Although children exposed to but uninfected with HIV (HEU) were smaller and shorter at birth compared with children unexposed to HIV, the difference was not adversely associated with growth in early childhood, according to Danish study results published in Clinical Infectious Diseases.
Using data from the Danish HIV birth cohort study, researchers included all singleton-gestation HEU children born between 2000 and 2016 and followed-up to age 5 years. To compare anthropometric outcomes, HEU children were matched by sex, parity, and maternal country of birth to a control group of children unexposed to HIV in a 1:5 ratio. The primary outcome was z-scores for age-stratified results for weight, length, body mass index (BMI), as well as weight with respect to length.
The final analysis included 485 HEU children and 2495 children unexposed to HIV. Compared with the control group, HEU children were smaller at birth, with an adjusted difference in mean z-scores for weight and length with respect to age of −0.29 (95% CI, −0.46 to −0.12; P ≤.001) and −0.51 (95% CI, −0.71 to −0.31; P ≤.001), respectively. After adjusting for social and maternal factors, there was a trend towards increasing z-scores for weight and length with respect to age in HEU children. There was no significant difference in z-scores of age-stratified weight data after 14 days of age (−0.13; 95% CI, −0.27 to 0.01; P =.07) and no difference in z-scores for length with respect to age after 6 months of age (−0.15; 95% CI, −0.32 to 0.02; P =.08).
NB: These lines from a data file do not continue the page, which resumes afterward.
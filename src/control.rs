//! Control surface client for the `set-options` channel.

use tracing::debug;

use crate::protocol::{self, ControlCommand, StatusPush, CONTROL_CHANNEL};
use crate::runtime::{Hub, PortReceiver, PortSender};

#[derive(Debug, Clone, Copy, PartialEq, Eq)]
pub enum LinkState {
    Disconnected,
    Connected,
}

/// Options panel: issues commands and mirrors the status the monitoring
/// loop pushes back.
pub struct ControlPanel {
    tx: PortSender,
    rx: PortReceiver,
    closed: bool,
    is_watching: bool,
    is_panel_open: bool,
}

impl ControlPanel {
    pub fn connect(hub: &Hub) -> Self {
        let (tx, rx) = hub.connect(CONTROL_CHANNEL).split();
        Self {
            tx,
            rx,
            closed: false,
            is_watching: false,
            is_panel_open: false,
        }
    }

    pub fn state(&self) -> LinkState {
        if self.closed || !self.tx.is_connected() {
            LinkState::Disconnected
        } else {
            LinkState::Connected
        }
    }

    pub fn is_watching(&self) -> bool {
        self.is_watching
    }

    pub fn is_panel_open(&self) -> bool {
        self.is_panel_open
    }

    /// Wait for the next status push and mirror it. `None` once the
    /// monitoring loop has gone away.
    pub async fn next_status(&mut self) -> Option<StatusPush> {
        loop {
            let Some(msg) = protocol::recv_message::<StatusPush>(&mut self.rx).await else {
                self.closed = true;
                return None;
            };
            match msg {
                Ok(push) => {
                    match push {
                        StatusPush::SetIsWatching { is_watching } => self.is_watching = is_watching,
                        StatusPush::SetIsPanelOpen { is_panel_open } => {
                            self.is_panel_open = is_panel_open
                        }
                    }
                    return Some(push);
                }
                Err(e) => debug!("ignoring status frame: {e:#}"),
            }
        }
    }

    pub fn set_max_deviation(&self, max_deviation: f32) -> bool {
        self.send(&ControlCommand::SetMaxDeviation { max_deviation })
    }

    pub fn reset_baseline(&self) -> bool {
        self.send(&ControlCommand::ResetBaseline)
    }

    pub fn toggle_watching(&self, is_watching: bool) -> bool {
        self.send(&ControlCommand::ToggleWatching { is_watching })
    }

    pub fn switch_device(&self, device_id: &str) -> bool {
        self.send(&ControlCommand::SwitchDevice {
            device_id: device_id.to_string(),
        })
    }

    fn send(&self, cmd: &ControlCommand) -> bool {
        self.state() == LinkState::Connected && protocol::send_message(&self.tx, cmd)
    }
}

#[cfg(test)]
mod tests {
    use super::*;
    use bytes::Bytes;

    #[test]
    fn test_no_monitor_means_disconnected() {
        let hub = Hub::new();
        let panel = ControlPanel::connect(&hub);
        assert_eq!(panel.state(), LinkState::Disconnected);
        assert!(!panel.toggle_watching(true));
        assert!(!panel.reset_baseline());
    }

    #[tokio::test]
    async fn test_mirrors_pushes_and_sends_commands() {
        let hub = Hub::new();
        let mut listener = hub.listen(CONTROL_CHANNEL);
        let mut panel = ControlPanel::connect(&hub);
        let mut monitor_side = listener.accept().await.unwrap();
        assert_eq!(panel.state(), LinkState::Connected);

        let watching = protocol::encode(&StatusPush::SetIsWatching { is_watching: true }).unwrap();
        monitor_side.post(watching);
        monitor_side.post(Bytes::from_static(b"{\"action\":\"BOGUS\"}"));
        let panel_open =
            protocol::encode(&StatusPush::SetIsPanelOpen { is_panel_open: true }).unwrap();
        monitor_side.post(panel_open);

        assert_eq!(
            panel.next_status().await,
            Some(StatusPush::SetIsWatching { is_watching: true })
        );
        assert_eq!(
            panel.next_status().await,
            Some(StatusPush::SetIsPanelOpen { is_panel_open: true })
        );
        assert!(panel.is_watching());
        assert!(panel.is_panel_open());

        assert!(panel.set_max_deviation(40.0));
        assert!(panel.switch_device("cam-2"));
        let cmd: ControlCommand = protocol::decode(&monitor_side.recv().await.unwrap()).unwrap();
        assert_eq!(cmd, ControlCommand::SetMaxDeviation { max_deviation: 40.0 });
        let cmd: ControlCommand = protocol::decode(&monitor_side.recv().await.unwrap()).unwrap();
        assert_eq!(
            cmd,
            ControlCommand::SwitchDevice {
                device_id: "cam-2".into()
            }
        );

        drop(monitor_side);
        assert_eq!(panel.next_status().await, None);
        assert_eq!(panel.state(), LinkState::Disconnected);
        assert!(!panel.toggle_watching(false));
    }
}
fn main() {
    // Rerun when git HEAD changes (commit, checkout, etc.)
    println!("cargo:rerun-if-changed=.git/HEAD");
    println!("cargo:rerun-if-changed=.git/index");

    let output = std::process::Command::new("git")
        .args(["describe", "--always", "--dirty", "--tags"])
        .output();

    let version = match output {
        Ok(o) if o.status.success() => {
            String::from_utf8_lossy(&o.stdout).trim().to_string()
        }
        _ => "unknown".to_string(),
    };

    println!("cargo:rustc-env=GIT_VERSION={}", version);
}
use crate::pose::{KeypointIndex, Pose};

/// Keypoint whose vertical position drives the alignment signal.
pub const SAMPLE_KEYPOINT: KeypointIndex = KeypointIndex::RightEye;
/// Minimum keypoints the first pose must carry to be usable.
pub const MIN_KEYPOINTS: usize = 3;

/// Re-entrancy guard around the asynchronous keypoint call.
#[derive(Debug, Clone, Copy, PartialEq, Eq, Default)]
pub enum SamplerState {
    #[default]
    Idle,
    Sampling,
}

/// Tracks whether an inference is outstanding and counts skipped ticks.
#[derive(Debug, Default)]
pub struct Sampler {
    state: SamplerState,
    skipped: u64,
}

impl Sampler {
    pub fn new() -> Self {
        Self::default()
    }

    pub fn state(&self) -> SamplerState {
        self.state
    }

    /// Claim the sampler for one inference. Returns `false` (and counts a
    /// skipped tick) while a previous inference is still running.
    pub fn try_begin(&mut self) -> bool {
        match self.state {
            SamplerState::Idle => {
                self.state = SamplerState::Sampling;
                true
            }
            SamplerState::Sampling => {
                self.skipped += 1;
                false
            }
        }
    }

    /// Release after the inference settled, successfully or not.
    pub fn finish(&mut self) {
        self.state = SamplerState::Idle;
    }

    pub fn skipped(&self) -> u64 {
        self.skipped
    }
}

/// Vertical coordinate of the designated keypoint of the first pose.
pub fn extract_sample_y(poses: &[Pose]) -> Option<f32> {
    let pose = poses.first()?;
    if pose.len() < MIN_KEYPOINTS {
        return None;
    }
    let y = pose.get(SAMPLE_KEYPOINT)?.y;
    y.is_finite().then_some(y)
}
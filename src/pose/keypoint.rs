/// MoveNet の 17 キーポイントインデックス
#[derive(Debug, Clone, Copy, PartialEq, Eq, Hash)]
#[repr(usize)]
pub enum KeypointIndex {
    Nose = 0,
    LeftEye = 1,
    RightEye = 2,
    LeftEar = 3,
    RightEar = 4,
    LeftShoulder = 5,
    RightShoulder = 6,
    LeftElbow = 7,
    RightElbow = 8,
    LeftWrist = 9,
    RightWrist = 10,
    LeftHip = 11,
    RightHip = 12,
    LeftKnee = 13,
    RightKnee = 14,
    LeftAnkle = 15,
    RightAnkle = 16,
}

impl KeypointIndex {
    pub const COUNT: usize = 17;
}

/// 単一キーポイント（フレームのピクセル座標）
#[derive(Debug, Clone, Copy, PartialEq)]
pub struct Keypoint {
    pub x: f32,
    pub y: f32,
    /// 信頼度スコア (0.0〜1.0)
    pub confidence: f32,
}

impl Keypoint {
    pub fn new(x: f32, y: f32, confidence: f32) -> Self {
        Self { x, y, confidence }
    }
}

impl Default for Keypoint {
    fn default() -> Self {
        Self {
            x: 0.0,
            y: 0.0,
            confidence: 0.0,
        }
    }
}

/// 検出された1人分の姿勢
///
/// モデルによっては途中までしか返さないことがあるので長さは固定しない。
#[derive(Debug, Clone, Default)]
pub struct Pose {
    pub keypoints: Vec<Keypoint>,
}

impl Pose {
    pub fn new(keypoints: Vec<Keypoint>) -> Self {
        Self { keypoints }
    }

    /// インデックスでキーポイントを取得（範囲外なら None）
    pub fn get(&self, index: KeypointIndex) -> Option<&Keypoint> {
        self.keypoints.get(index as usize)
    }

    pub fn len(&self) -> usize {
        self.keypoints.len()
    }

    pub fn is_empty(&self) -> bool {
        self.keypoints.is_empty()
    }
}
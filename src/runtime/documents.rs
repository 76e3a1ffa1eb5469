use std::collections::BTreeMap;
use std::sync::{Arc, Mutex, MutexGuard};

use anyhow::{bail, Result};
use bytes::Bytes;
use tokio::sync::mpsc;

pub type DocumentId = u32;

/// The host's view of open documents and their mounted renderers.
#[derive(Clone, Default)]
pub struct Documents {
    inner: Arc<Mutex<Registry>>,
}

#[derive(Default)]
struct Registry {
    next_id: DocumentId,
    entries: BTreeMap<DocumentId, Entry>,
}

struct Entry {
    url: String,
    inbox: Option<mpsc::UnboundedSender<Bytes>>,
}

impl Documents {
    pub fn new() -> Self {
        Self::default()
    }

    pub fn open(&self, url: &str) -> DocumentId {
        let mut reg = self.lock();
        reg.next_id += 1;
        let id = reg.next_id;
        reg.entries.insert(
            id,
            Entry {
                url: url.to_string(),
                inbox: None,
            },
        );
        id
    }

    /// Closing drops the renderer's inbox, which ends its task.
    pub fn close(&self, id: DocumentId) -> bool {
        self.lock().entries.remove(&id).is_some()
    }

    /// Load a new location; any mounted renderer is torn down.
    pub fn navigate(&self, id: DocumentId, url: &str) -> bool {
        match self.lock().entries.get_mut(&id) {
            Some(entry) => {
                entry.url = url.to_string();
                entry.inbox = None;
                true
            }
            None => false,
        }
    }

    pub fn url(&self, id: DocumentId) -> Option<String> {
        self.lock().entries.get(&id).map(|e| e.url.clone())
    }

    pub fn len(&self) -> usize {
        self.lock().entries.len()
    }

    pub fn is_empty(&self) -> bool {
        self.len() == 0
    }

    /// Documents whose URL scheme is in `schemes` (case-insensitive).
    pub fn query(&self, schemes: &[String]) -> Vec<DocumentId> {
        self.lock()
            .entries
            .iter()
            .filter(|(_, e)| scheme_allowed(&e.url, schemes))
            .map(|(id, _)| *id)
            .collect()
    }

    /// Deliver one frame to the renderer mounted in `id`.
    pub fn send_message(&self, id: DocumentId, frame: Bytes) -> Result<()> {
        let reg = self.lock();
        let Some(entry) = reg.entries.get(&id) else {
            bail!("document {id} is closed");
        };
        let Some(inbox) = entry.inbox.as_ref() else {
            bail!("document {id} has no renderer");
        };
        if inbox.send(frame).is_err() {
            bail!("renderer in document {id} is gone");
        }
        Ok(())
    }

    /// Attach a renderer inbox. `None` if the document is closed or a live
    /// renderer is already attached.
    pub(crate) fn attach(&self, id: DocumentId) -> Option<mpsc::UnboundedReceiver<Bytes>> {
        let mut reg = self.lock();
        let entry = reg.entries.get_mut(&id)?;
        if entry.inbox.as_ref().is_some_and(|tx| !tx.is_closed()) {
            return None;
        }
        let (tx, rx) = mpsc::unbounded_channel();
        entry.inbox = Some(tx);
        Some(rx)
    }

    fn lock(&self) -> MutexGuard<'_, Registry> {
        self.inner
            .lock()
            .unwrap_or_else(|poisoned| poisoned.into_inner())
    }
}

fn scheme_allowed(url: &str, schemes: &[String]) -> bool {
    let Some((scheme, _)) = url.split_once("://") else {
        return false;
    };
    schemes.iter().any(|s| s.eq_ignore_ascii_case(scheme))
}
In the adjusted analysis, HEU children born at gestation ≥37 weeks had a higher mean z-scores for weight with respect to length data until 6 months of age compared with children unexposed to HIV (0.27; 95% CI, 0.13-0.40; P ≤.001). While HEU children had smaller z-scores for the ratio of length-stratified weight and age-stratified BMI data compared with children unexposed to HIV after the age 6 months, this difference was not statistically significant.
In a sub-group analysis adjusted for breastfeeding, during the first year of life, HEU children had lower z-scores for length with respect to age and higher z-scores for ratio of length-stratified weight and age-stratified BMI data, but there was no significant difference in z-scores for weight with respect to age in any group. Because none of the HEU children were breastfed, researchers postulated that “the difference in z-scores [for age-stratified weight data] seen between groups may be related to infant feeding mode.”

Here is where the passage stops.